# Problem:
Lines that contain "Display": how many are there in the listing below? Answer with a number and nothing more.

# Given information:
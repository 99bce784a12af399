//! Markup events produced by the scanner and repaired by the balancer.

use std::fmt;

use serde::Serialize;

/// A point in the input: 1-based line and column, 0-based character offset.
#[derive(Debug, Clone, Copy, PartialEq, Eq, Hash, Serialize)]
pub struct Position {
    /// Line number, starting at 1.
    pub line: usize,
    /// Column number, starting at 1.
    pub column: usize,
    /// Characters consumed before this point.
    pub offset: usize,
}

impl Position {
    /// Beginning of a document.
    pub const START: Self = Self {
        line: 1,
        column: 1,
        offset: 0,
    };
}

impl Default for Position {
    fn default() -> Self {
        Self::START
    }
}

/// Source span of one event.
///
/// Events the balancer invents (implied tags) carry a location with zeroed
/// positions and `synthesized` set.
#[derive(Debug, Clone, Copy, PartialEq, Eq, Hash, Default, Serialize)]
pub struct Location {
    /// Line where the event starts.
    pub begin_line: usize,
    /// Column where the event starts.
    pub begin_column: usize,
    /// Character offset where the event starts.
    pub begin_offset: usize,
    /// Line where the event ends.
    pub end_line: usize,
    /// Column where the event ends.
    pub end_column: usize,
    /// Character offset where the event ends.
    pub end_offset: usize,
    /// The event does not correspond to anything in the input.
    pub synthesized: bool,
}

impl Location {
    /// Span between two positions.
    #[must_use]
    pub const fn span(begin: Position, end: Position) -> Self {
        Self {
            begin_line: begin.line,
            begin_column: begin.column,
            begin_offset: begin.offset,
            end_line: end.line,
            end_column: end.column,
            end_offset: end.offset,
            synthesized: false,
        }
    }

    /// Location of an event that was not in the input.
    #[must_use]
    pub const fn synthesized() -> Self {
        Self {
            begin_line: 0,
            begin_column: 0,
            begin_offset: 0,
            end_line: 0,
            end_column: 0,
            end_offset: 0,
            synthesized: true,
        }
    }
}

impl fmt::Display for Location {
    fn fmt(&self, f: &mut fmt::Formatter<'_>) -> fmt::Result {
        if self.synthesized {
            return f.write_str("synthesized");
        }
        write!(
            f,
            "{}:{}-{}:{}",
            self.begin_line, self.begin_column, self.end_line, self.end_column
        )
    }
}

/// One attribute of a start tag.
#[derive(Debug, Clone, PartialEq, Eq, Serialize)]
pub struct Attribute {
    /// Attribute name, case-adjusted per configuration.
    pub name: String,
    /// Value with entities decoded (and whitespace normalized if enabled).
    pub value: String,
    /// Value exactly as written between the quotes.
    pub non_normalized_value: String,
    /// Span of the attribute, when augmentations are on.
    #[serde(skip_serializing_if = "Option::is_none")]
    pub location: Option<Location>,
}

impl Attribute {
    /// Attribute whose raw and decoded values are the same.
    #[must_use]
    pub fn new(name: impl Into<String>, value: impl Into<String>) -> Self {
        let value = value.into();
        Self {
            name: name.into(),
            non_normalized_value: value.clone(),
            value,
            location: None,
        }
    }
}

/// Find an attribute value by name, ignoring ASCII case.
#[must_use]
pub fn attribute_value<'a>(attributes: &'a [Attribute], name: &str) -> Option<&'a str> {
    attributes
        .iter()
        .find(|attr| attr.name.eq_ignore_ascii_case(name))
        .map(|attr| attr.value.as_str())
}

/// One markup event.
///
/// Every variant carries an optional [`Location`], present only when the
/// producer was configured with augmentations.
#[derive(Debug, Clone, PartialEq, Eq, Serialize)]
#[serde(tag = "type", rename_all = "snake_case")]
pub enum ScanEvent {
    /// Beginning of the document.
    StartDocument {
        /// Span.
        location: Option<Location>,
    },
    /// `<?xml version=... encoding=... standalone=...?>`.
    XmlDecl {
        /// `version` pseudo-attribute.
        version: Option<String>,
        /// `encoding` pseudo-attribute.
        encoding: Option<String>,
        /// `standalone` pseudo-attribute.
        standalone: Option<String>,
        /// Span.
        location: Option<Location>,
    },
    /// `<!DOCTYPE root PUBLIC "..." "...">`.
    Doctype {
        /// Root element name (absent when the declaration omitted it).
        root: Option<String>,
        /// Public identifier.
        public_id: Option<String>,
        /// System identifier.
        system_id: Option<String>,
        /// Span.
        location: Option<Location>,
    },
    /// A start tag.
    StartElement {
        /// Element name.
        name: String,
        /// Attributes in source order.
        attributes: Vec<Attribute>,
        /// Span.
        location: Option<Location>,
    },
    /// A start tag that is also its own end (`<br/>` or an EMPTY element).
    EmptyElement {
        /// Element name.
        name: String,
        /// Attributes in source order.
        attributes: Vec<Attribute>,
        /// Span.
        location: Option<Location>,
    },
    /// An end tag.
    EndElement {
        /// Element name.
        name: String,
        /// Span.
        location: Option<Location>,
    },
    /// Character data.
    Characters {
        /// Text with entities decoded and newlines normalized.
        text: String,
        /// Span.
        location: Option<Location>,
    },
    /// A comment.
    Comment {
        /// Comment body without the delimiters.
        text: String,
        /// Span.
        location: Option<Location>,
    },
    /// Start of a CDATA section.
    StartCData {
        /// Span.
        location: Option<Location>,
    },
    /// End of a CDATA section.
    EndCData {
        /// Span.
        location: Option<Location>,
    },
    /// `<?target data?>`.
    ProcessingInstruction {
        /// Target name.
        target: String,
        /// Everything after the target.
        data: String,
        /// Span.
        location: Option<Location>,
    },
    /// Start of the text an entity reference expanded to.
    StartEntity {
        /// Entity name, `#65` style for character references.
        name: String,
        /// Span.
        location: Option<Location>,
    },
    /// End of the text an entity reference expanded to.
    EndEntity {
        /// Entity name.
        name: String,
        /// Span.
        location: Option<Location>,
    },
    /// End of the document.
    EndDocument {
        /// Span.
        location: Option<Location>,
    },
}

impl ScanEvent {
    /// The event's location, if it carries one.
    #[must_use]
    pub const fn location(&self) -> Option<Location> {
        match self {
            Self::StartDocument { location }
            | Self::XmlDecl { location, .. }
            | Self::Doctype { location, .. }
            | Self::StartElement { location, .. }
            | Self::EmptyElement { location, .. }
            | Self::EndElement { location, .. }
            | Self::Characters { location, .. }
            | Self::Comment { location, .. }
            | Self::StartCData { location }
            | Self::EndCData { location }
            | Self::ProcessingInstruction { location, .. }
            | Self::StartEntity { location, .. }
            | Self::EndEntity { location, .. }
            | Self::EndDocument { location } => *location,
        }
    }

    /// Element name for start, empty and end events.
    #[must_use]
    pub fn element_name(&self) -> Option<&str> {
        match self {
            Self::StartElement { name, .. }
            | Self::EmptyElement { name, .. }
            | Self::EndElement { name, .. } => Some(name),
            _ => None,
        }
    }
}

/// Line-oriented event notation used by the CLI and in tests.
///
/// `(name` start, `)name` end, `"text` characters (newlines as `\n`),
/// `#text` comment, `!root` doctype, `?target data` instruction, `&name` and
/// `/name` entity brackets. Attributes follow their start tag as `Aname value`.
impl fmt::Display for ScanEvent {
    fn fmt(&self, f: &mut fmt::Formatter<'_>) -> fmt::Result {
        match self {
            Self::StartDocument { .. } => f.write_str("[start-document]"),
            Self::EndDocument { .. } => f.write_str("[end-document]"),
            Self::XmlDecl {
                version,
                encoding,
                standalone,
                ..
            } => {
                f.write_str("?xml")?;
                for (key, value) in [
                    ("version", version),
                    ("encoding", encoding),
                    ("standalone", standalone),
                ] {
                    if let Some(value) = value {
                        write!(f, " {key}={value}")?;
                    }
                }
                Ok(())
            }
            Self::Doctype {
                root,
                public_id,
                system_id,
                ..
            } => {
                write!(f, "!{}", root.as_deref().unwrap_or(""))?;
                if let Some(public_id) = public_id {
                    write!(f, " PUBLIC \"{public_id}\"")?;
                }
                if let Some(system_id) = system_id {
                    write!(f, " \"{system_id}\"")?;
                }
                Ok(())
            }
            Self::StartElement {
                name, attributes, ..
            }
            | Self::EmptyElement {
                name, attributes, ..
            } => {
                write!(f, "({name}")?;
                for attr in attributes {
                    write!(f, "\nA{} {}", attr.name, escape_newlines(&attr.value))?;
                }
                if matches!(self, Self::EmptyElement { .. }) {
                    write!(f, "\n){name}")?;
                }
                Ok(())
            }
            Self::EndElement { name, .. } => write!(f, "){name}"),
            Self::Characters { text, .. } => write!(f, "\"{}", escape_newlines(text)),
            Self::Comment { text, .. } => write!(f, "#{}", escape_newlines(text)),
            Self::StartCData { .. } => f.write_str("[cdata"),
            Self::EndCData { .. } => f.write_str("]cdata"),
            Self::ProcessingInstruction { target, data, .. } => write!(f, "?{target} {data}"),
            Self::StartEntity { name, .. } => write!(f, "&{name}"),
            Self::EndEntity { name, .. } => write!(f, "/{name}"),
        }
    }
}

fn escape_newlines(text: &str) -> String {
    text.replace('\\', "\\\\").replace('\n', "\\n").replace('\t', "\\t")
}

# Task answer:
2